• Task directions
Where the records below show a line containing "self.children()?.iter().find(|child| child.value == self.value)", start copying; end with the line containing "while let Some(child)", and copy it too.

• Stored data
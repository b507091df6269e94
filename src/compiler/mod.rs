//! # Room Compiler
//!
//! Turns a room schema plus the current canonical state into one
//! self-contained document. The document starts with a bootstrap preamble:
//!
//! ```text
//! <script>
//! const parentURI = "<configured origin>";
//! let roomState = { ...active room state... };
//! let inventory = { ...global inventory... };
//! function toRoom(room) { ... }            // client API, see client_api.js
//! function setInventory(key, value) { ... }
//! ...
//! </script>
//! <room markup>
//! ```
//!
//! Content only ever reads state from these injected variables. They are a
//! local mirror: mutators update them immediately and post an action to the
//! host, and the whole document is rebuilt from canonical state after the host
//! applies it.
//!
//! Compilation is deterministic. Identical inputs give a byte-identical
//! document, which the [`CompiledRoom::fingerprint`] makes cheap to compare.

use sha2::{Digest, Sha256};

use crate::rooms::RoomSchema;
use crate::state::StateMap;

const CLIENT_API: &str = include_str!("client_api.js");

/// A compiled, renderable room document.
#[derive(Debug, Clone, PartialEq, Eq)]
pub struct CompiledRoom {
    room: String,
    inventory_snapshot: String,
    room_state_snapshot: String,
    document: String,
}

impl CompiledRoom {
    pub fn room(&self) -> &str {
        &self.room
    }

    /// The full document: preamble followed by the room's own content.
    pub fn document(&self) -> &str {
        &self.document
    }

    /// Inventory as serialized into the preamble.
    pub fn inventory_snapshot(&self) -> &str {
        &self.inventory_snapshot
    }

    /// Room state as serialized into the preamble.
    pub fn room_state_snapshot(&self) -> &str {
        &self.room_state_snapshot
    }

    /// Hex SHA-256 of the document.
    pub fn fingerprint(&self) -> String {
        let digest = Sha256::digest(self.document.as_bytes());
        digest.iter().map(|b| format!("{:02x}", b)).collect()
    }
}

#[derive(Debug, Clone)]
pub struct RoomCompiler {
    parent_origin: String,
}

impl RoomCompiler {
    /// `parent_origin` is the target origin content posts actions to.
    pub fn new(parent_origin: impl Into<String>) -> Self {
        Self {
            parent_origin: parent_origin.into(),
        }
    }

    pub fn parent_origin(&self) -> &str {
        &self.parent_origin
    }

    pub fn compile(
        &self,
        schema: &RoomSchema,
        inventory: &StateMap,
        room_state: &StateMap,
    ) -> CompiledRoom {
        let inventory_snapshot = inventory.to_snapshot();
        let room_state_snapshot = room_state.to_snapshot();
        let origin = serde_json::Value::String(self.parent_origin.clone()).to_string();

        let mut document = String::with_capacity(
            CLIENT_API.len() + schema.html.len() + inventory_snapshot.len() + 256,
        );
        document.push_str("<script>\n");
        document.push_str(&format!("const parentURI = {};\n", script_safe(&origin)));
        document.push_str(&format!(
            "let roomState = {};\n",
            script_safe(&room_state_snapshot)
        ));
        document.push_str(&format!(
            "let inventory = {};\n",
            script_safe(&inventory_snapshot)
        ));
        document.push_str(CLIENT_API);
        document.push_str("</script>\n");
        document.push_str(&schema.html);

        CompiledRoom {
            room: schema.name.clone(),
            inventory_snapshot,
            room_state_snapshot,
            document,
        }
    }
}

/// Make a JSON text safe to embed inside a `<script>` element.
///
/// `<`, `>` and `&` only occur inside JSON strings, where the `\uXXXX` forms
/// decode to the same characters. U+2028/U+2029 are line terminators in older
/// script engines.
fn script_safe(json: &str) -> String {
    let mut out = String::with_capacity(json.len());
    for ch in json.chars() {
        match ch {
            '<' => out.push_str("\\u003c"),
            '>' => out.push_str("\\u003e"),
            '&' => out.push_str("\\u0026"),
            '\u{2028}' => out.push_str("\\u2028"),
            '\u{2029}' => out.push_str("\\u2029"),
            c => out.push(c),
        }
    }
    out
}
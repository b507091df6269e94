use thiserror::Error;

/// Fatal errors raised while building the room registry at startup.
///
/// None of these leave a partially initialized store behind: when
/// initialization fails no room is ever rendered.
#[derive(Debug, Error)]
pub enum InitError {
    /// No schema carries `startHere: true`.
    #[error("no starting room found")]
    NoStartRoom,

    /// More than one schema carries `startHere: true` under the strict policy.
    #[error("more than one starting room found: {}", .0.join(", "))]
    MultipleStartRooms(Vec<String>),

    /// Two schemas share the same name.
    #[error("duplicate room name: {0}")]
    DuplicateRoom(String),

    /// Wrapper around IO errors while reading a room file.
    #[error("io error: {0}")]
    Io(#[from] std::io::Error),

    /// The room file is not a JSON list of room schemas.
    #[error("failed to parse room schemas: {0}")]
    Parse(#[from] serde_json::Error),
}

/// Errors raised at the trust boundary for an inbound message.
///
/// A protocol error never mutates canonical state.
#[derive(Debug, Error)]
pub enum ProtocolError {
    /// The message carries no `action` discriminator.
    #[error("got data without any action set")]
    MissingAction,

    /// The message is not a record at all.
    #[error("message is not an object")]
    NotAnObject,

    /// A recognized action with missing or ill-typed fields.
    #[error("malformed {action} message: {reason}")]
    Malformed { action: String, reason: String },

    /// `CHANGEROOM` names a room that is not registered.
    #[error("unknown room: {0}")]
    UnknownRoom(String),
}

/// Errors raised by a frame host while mounting a compiled document.
#[derive(Debug, Error)]
pub enum FrameError {
    /// The serialized snapshot embedded in the document could not be read back.
    #[error("snapshot error: {0}")]
    Snapshot(#[from] serde_json::Error),

    /// The current room id does not resolve to a registered schema.
    #[error("room not registered: {0}")]
    MissingRoom(String),

    /// The frame host could not publish the document.
    #[error("io error: {0}")]
    Io(#[from] std::io::Error),
}
//! The shipped demo room file matches the built-in demo set.

use roombox::rooms::demo_rooms;
use roombox::rooms::loader::load_rooms_from_json;
use roombox::store::HostStateStore;
use std::path::Path;

#[test]
fn shipped_rooms_file_loads() {
    let path = Path::new(env!("CARGO_MANIFEST_DIR")).join("data").join("rooms.json");
    let rooms = load_rooms_from_json(&path).expect("load data/rooms.json");
    assert_eq!(rooms, demo_rooms());
    let store = HostStateStore::initialize(rooms).unwrap();
    assert_eq!(store.current_room(), "Room One");
}
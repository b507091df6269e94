//! Logging helpers for untrusted payloads and state values.
//! Content authors control every string that reaches these logs, so values are
//! escaped onto a single line and truncated before they are written.

use serde_json::Value;

const MAX_PREVIEW: usize = 300;

/// Flatten a content-supplied string onto one log line.
///
/// Line breaks, tabs and backslashes get their usual escapes and any other
/// control character is written as `\xNN`. Only the first `MAX_PREVIEW`
/// characters are kept; a trailing `…` marks the cut.
pub fn escape_log(s: &str) -> String {
    let mut out = String::with_capacity(s.len().min(MAX_PREVIEW) + 8);
    let mut chars = s.chars();
    for ch in chars.by_ref().take(MAX_PREVIEW) {
        push_escaped(&mut out, ch);
    }
    if chars.next().is_some() {
        out.push('…');
    }
    out
}

fn push_escaped(out: &mut String, ch: char) {
    match ch {
        '\\' => out.push_str(r"\\"),
        '\n' => out.push_str(r"\n"),
        '\r' => out.push_str(r"\r"),
        '\t' => out.push_str(r"\t"),
        c if c.is_control() => out.push_str(&format!("\\x{:02X}", u32::from(c))),
        c => out.push(c),
    }
}

/// Render a raw inbound message for diagnostics.
pub fn preview_payload(payload: &Value) -> String {
    escape_log(&payload.to_string())
}

/// Render a state slot; deleted or missing entries show as `<absent>`.
pub fn preview_value(value: Option<&Value>) -> String {
    match value {
        Some(v) => escape_log(&v.to_string()),
        None => "<absent>".to_string(),
    }
}
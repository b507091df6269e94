//! Key-value state shared by the host store and the sandboxed local mirror.
//!
//! Both sides of the trust boundary hold the same shape of data: a map from
//! string keys to arbitrary JSON values, where a deleted entry keeps its key
//! but holds an absent marker. [`StateMap`] applies a [`Mutation`] the same
//! way on either side so the optimistic mirror and the canonical store agree
//! whenever they see the same sequence of actions.

use serde_json::{Map, Number, Value};
use std::collections::BTreeMap;

/// A stored entry. `None` is the absent marker left behind by a delete.
pub type Slot = Option<Value>;

/// A single change to one key of a [`StateMap`].
#[derive(Debug, Clone, PartialEq)]
pub enum Mutation {
    Set(Value),
    Delete,
    Increment,
    Decrement,
}

impl Mutation {
    /// Set and delete leave the same state however often they are applied.
    pub fn is_idempotent(&self) -> bool {
        matches!(self, Mutation::Set(_) | Mutation::Delete)
    }
}

/// Parse a stored value as a finite number, treating anything else as `0`.
///
/// Numbers and strings that read entirely as a finite decimal (surrounding
/// whitespace allowed) keep their value; absent entries, `null`, booleans,
/// objects, arrays and non-finite values coerce to `0`.
pub fn numeric_coerce(value: Option<&Value>) -> f64 {
    let parsed = match value {
        Some(Value::Number(n)) => n.as_f64(),
        Some(Value::String(s)) => {
            let trimmed = s.trim();
            // "inf"/"nan" parse in Rust but are not numeric literals here
            let has_word = trimmed
                .chars()
                .any(|c| c.is_ascii_alphabetic() && c != 'e' && c != 'E');
            if trimmed.is_empty() || has_word {
                None
            } else {
                trimmed.parse::<f64>().ok()
            }
        }
        _ => None,
    };
    match parsed {
        Some(n) if n.is_finite() => n,
        _ => 0.0,
    }
}

/// Convert a computed number back into a JSON value, keeping integral
/// results as integers so `1` round-trips as `1` rather than `1.0`.
pub fn number_value(n: f64) -> Value {
    const MAX_SAFE: f64 = 9_007_199_254_740_991.0;
    if n.fract() == 0.0 && n.abs() <= MAX_SAFE {
        Value::from(n as i64)
    } else {
        Number::from_f64(n).map(Value::Number).unwrap_or(Value::Null)
    }
}

/// Ordered map of state entries.
///
/// Keys are kept sorted so serialized snapshots are byte-for-byte stable.
#[derive(Debug, Clone, Default, PartialEq)]
pub struct StateMap {
    entries: BTreeMap<String, Slot>,
}

impl StateMap {
    pub fn new() -> Self {
        Self::default()
    }

    /// The live value for `key`; `None` when missing or deleted.
    pub fn get(&self, key: &str) -> Option<&Value> {
        self.entries.get(key).and_then(|slot| slot.as_ref())
    }

    /// The raw slot for `key`, distinguishing "never written" (`None`) from
    /// "deleted" (`Some(None)`).
    pub fn slot(&self, key: &str) -> Option<&Slot> {
        self.entries.get(key)
    }

    pub fn contains_key(&self, key: &str) -> bool {
        self.entries.contains_key(key)
    }

    pub fn len(&self) -> usize {
        self.entries.len()
    }

    pub fn is_empty(&self) -> bool {
        self.entries.is_empty()
    }

    pub fn iter(&self) -> impl Iterator<Item = (&String, &Slot)> {
        self.entries.iter()
    }

    /// Write `value` at `key`. Returns whether the stored slot changed.
    pub fn set(&mut self, key: &str, value: Value) -> bool {
        self.store(key, Some(value))
    }

    /// Leave an absent marker at `key`. Returns whether the stored slot changed.
    pub fn delete(&mut self, key: &str) -> bool {
        self.store(key, None)
    }

    /// Apply one mutation to `key`. Returns whether the stored slot changed.
    pub fn apply(&mut self, key: &str, mutation: &Mutation) -> bool {
        match mutation {
            Mutation::Set(value) => self.set(key, value.clone()),
            Mutation::Delete => self.delete(key),
            Mutation::Increment => {
                let next = numeric_coerce(self.get(key)) + 1.0;
                self.set(key, number_value(next))
            }
            Mutation::Decrement => {
                let next = numeric_coerce(self.get(key)) - 1.0;
                self.set(key, number_value(next))
            }
        }
    }

    fn store(&mut self, key: &str, slot: Slot) -> bool {
        if self.entries.get(key) == Some(&slot) {
            return false;
        }
        self.entries.insert(key.to_string(), slot);
        true
    }

    /// Live entries as a JSON object. Deleted entries are omitted.
    pub fn to_json(&self) -> Value {
        let mut map = Map::new();
        for (key, slot) in &self.entries {
            if let Some(value) = slot {
                map.insert(key.clone(), value.clone());
            }
        }
        Value::Object(map)
    }

    /// Serialize the live entries as a compact JSON object.
    pub fn to_snapshot(&self) -> String {
        self.to_json().to_string()
    }

    /// Rebuild a map from a snapshot produced by [`StateMap::to_snapshot`].
    pub fn from_snapshot(snapshot: &str) -> Result<Self, serde_json::Error> {
        let map: BTreeMap<String, Value> = serde_json::from_str(snapshot)?;
        Ok(Self {
            entries: map.into_iter().map(|(k, v)| (k, Some(v))).collect(),
        })
    }
}

impl FromIterator<(String, Value)> for StateMap {
    fn from_iter<I: IntoIterator<Item = (String, Value)>>(iter: I) -> Self {
        Self {
            entries: iter.into_iter().map(|(k, v)| (k, Some(v))).collect(),
        }
    }
}
use rand::{Rng, SeedableRng};
use rand_xoshiro::Xoroshiro64StarStar;

/// An rng that produces the same sequence on every run, for reproducible tests and matches.
pub fn consistent_rng() -> impl Rng {
    seeded_rng(0)
}

pub fn seeded_rng(seed: u64) -> impl Rng {
    Xoroshiro64StarStar::seed_from_u64(seed)
}
//! Full-width fixed-depth minimax search from the computer's point of view.
//!
//! Every ply is represented by a [SearchNode] that owns its own copy of the board, so no two nodes ever share a grid.
//! Only won, lost and drawn positions are scored, unfinished positions at the depth limit are neutral.
use std::cmp::{max, min};
use std::fmt::{Debug, Formatter};

use log::debug;

use crate::ai::Bot;
use crate::board::{Board, NoLegalMove, Outcome, PlayError, Side};
use crate::outcome::detect;

/// The default search depth. Root moves are at depth `0`, so the tree spans `MAX_DEPTH + 1` plies.
pub const MAX_DEPTH: u32 = 5;

/// The value of a computer win at depth `0`. Deeper wins are worth slightly less,
/// deeper losses slightly more.
pub const WIN_VALUE: i32 = 100_000;

/// Start value for the min/max reductions, outside of the range `±(WIN_VALUE + depth)` any node can take.
const SENTINEL: i32 = 1_000_000;

/// One ply of the game tree: the position after `side` dropped a piece in `column`.
///
/// The node is fully evaluated during construction and never changes afterwards.
/// Positive values are good for the computer, negative values are good for the human.
pub struct SearchNode {
    board: Board,
    column: usize,
    side: Side,
    depth: u32,
    value: i32,
    children: Option<Vec<SearchNode>>,
}

impl SearchNode {
    /// Drop a piece for `side` into `column` on `board` and evaluate the resulting position,
    /// recursively expanding children until the game ends or `depth` reaches `max_depth`.
    pub fn new(mut board: Board, column: usize, side: Side, depth: u32, max_depth: u32) -> Result<Self, PlayError> {
        board.drop_piece(column, side)?;

        let (value, children) = match detect(&board, column) {
            // prefer faster wins and slower losses
            Some(Outcome::WonBy(Side::Computer)) => (WIN_VALUE - depth as i32, None),
            Some(Outcome::WonBy(Side::Human)) => (-WIN_VALUE + depth as i32, None),
            Some(Outcome::Draw) => (-(depth as i32), None),
            None if depth >= max_depth => (0, None),
            None => {
                let children = board
                    .available_columns()
                    .map(|child_column| {
                        SearchNode::new(board.clone(), child_column, side.other(), depth + 1, max_depth)
                    })
                    .collect::<Result<Vec<_>, _>>()?;

                (reduce(side, &children), Some(children))
            }
        };

        Ok(SearchNode {
            board,
            column,
            side,
            depth,
            value,
            children,
        })
    }

    pub fn value(&self) -> i32 {
        self.value
    }

    /// The column this node played.
    pub fn column(&self) -> usize {
        self.column
    }

    /// The side that played this node's move.
    pub fn side(&self) -> Side {
        self.side
    }

    pub fn depth(&self) -> u32 {
        self.depth
    }

    /// The board after this node's move.
    pub fn board(&self) -> &Board {
        &self.board
    }

    /// The children of this node, `None` for finished games and nodes at the depth limit.
    pub fn children(&self) -> Option<&[SearchNode]> {
        self.children.as_deref()
    }

    /// The number of nodes in this subtree, including this one.
    pub fn node_count(&self) -> u64 {
        1 + self.children.iter().flatten().map(SearchNode::node_count).sum::<u64>()
    }

    /// The depth of the deepest node in this subtree.
    pub fn deepest_depth(&self) -> u32 {
        self.children
            .iter()
            .flatten()
            .map(SearchNode::deepest_depth)
            .max()
            .unwrap_or(self.depth)
    }

    /// The first child that achieves the value of this node.
    pub fn best_child(&self) -> Option<&SearchNode> {
        self.children()?.iter().find(|child| child.value == self.value)
    }

    /// The columns played along the line of best children, starting with this node's own column.
    pub fn principal_variation(&self) -> Vec<usize> {
        let mut line = vec![self.column];
        let mut curr = self;
        while let Some(child) = curr.best_child() {
            line.push(child.column);
            curr = child;
        }
        line
    }
}

/// Reduce the children of a node that played `side` to a single value.
/// The children are the opponent's replies, so the computer picks the maximum after a human move
/// and the human picks the minimum after a computer move.
fn reduce(side: Side, children: &[SearchNode]) -> i32 {
    if children.is_empty() {
        return 0;
    }

    match side.other() {
        Side::Computer => children.iter().fold(-SENTINEL, |best, child| max(best, child.value)),
        Side::Human => children.iter().fold(SENTINEL, |best, child| min(best, child.value)),
    }
}

impl Debug for SearchNode {
    fn fmt(&self, f: &mut Formatter<'_>) -> std::fmt::Result {
        write!(
            f,
            "SearchNode {{ column: {}, side: {:?}, depth: {}, value: {}, children: {} }}",
            self.column,
            self.side,
            self.depth,
            self.value,
            self.children.as_ref().map_or(0, Vec::len)
        )
    }
}

#[derive(Debug)]
pub struct MinimaxResult {
    /// The value of the best root move, `None` if there were no moves.
    pub value: Option<i32>,

    /// The best column to play, `None` if every column is full.
    pub best_move: Option<usize>,

    /// The value of every open column, in ascending column order.
    pub column_values: Vec<(usize, i32)>,

    /// The total number of nodes in all root subtrees.
    pub node_count: u64,
}

/// Evaluate every open column of `board` as a computer move, searching up to `depth`.
///
/// The best move is the column with the strictly highest value, so ties go to the leftmost column.
pub fn minimax(board: &Board, depth: u32) -> MinimaxResult {
    let mut best_value = -SENTINEL;
    let mut best_move = None;
    let mut best_line = vec![];
    let mut column_values = vec![];
    let mut node_count = 0;

    for column in board.available_columns() {
        let node = SearchNode::new(board.clone(), column, Side::Computer, 0, depth)
            .unwrap_or_else(|e| unreachable!("open column {} was rejected: {}", column, e));
        debug!("column {} => value {}", column, node.value());

        node_count += node.node_count();
        column_values.push((column, node.value()));

        if node.value() > best_value {
            best_value = node.value();
            best_move = Some(column);
            best_line = node.principal_variation();
        }
    }

    debug!(
        "best move {:?} with value {}, searched {} nodes, line {:?}",
        best_move, best_value, node_count, best_line
    );

    MinimaxResult {
        value: best_move.map(|_| best_value),
        best_move,
        column_values,
        node_count,
    }
}

/// Bot that plays the best move found by [minimax] at a fixed depth.
#[derive(Debug, Copy, Clone)]
pub struct MinimaxBot {
    depth: u32,
}

impl MinimaxBot {
    pub fn new(depth: u32) -> Self {
        MinimaxBot { depth }
    }

    pub fn depth(&self) -> u32 {
        self.depth
    }
}

impl Default for MinimaxBot {
    fn default() -> Self {
        MinimaxBot::new(MAX_DEPTH)
    }
}

impl Bot for MinimaxBot {
    fn select_move(&mut self, board: &Board) -> Result<usize, NoLegalMove> {
        minimax(board, self.depth).best_move.ok_or(NoLegalMove)
    }
}
//! Various utility functions.
pub mod board_gen;
pub mod bot_game;
pub mod game_stats;
pub mod rating;
pub mod tiny;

• The completed task
        self.children()?.iter().find(|child| child.value == self.value)
    }

    /// The columns played along the line of best children, starting with this node's own column.
    pub fn principal_variation(&self) -> Vec<usize> {
        let mut line = vec![self.column];
        let mut curr = self;
        while let Some(child) = curr.best_child() {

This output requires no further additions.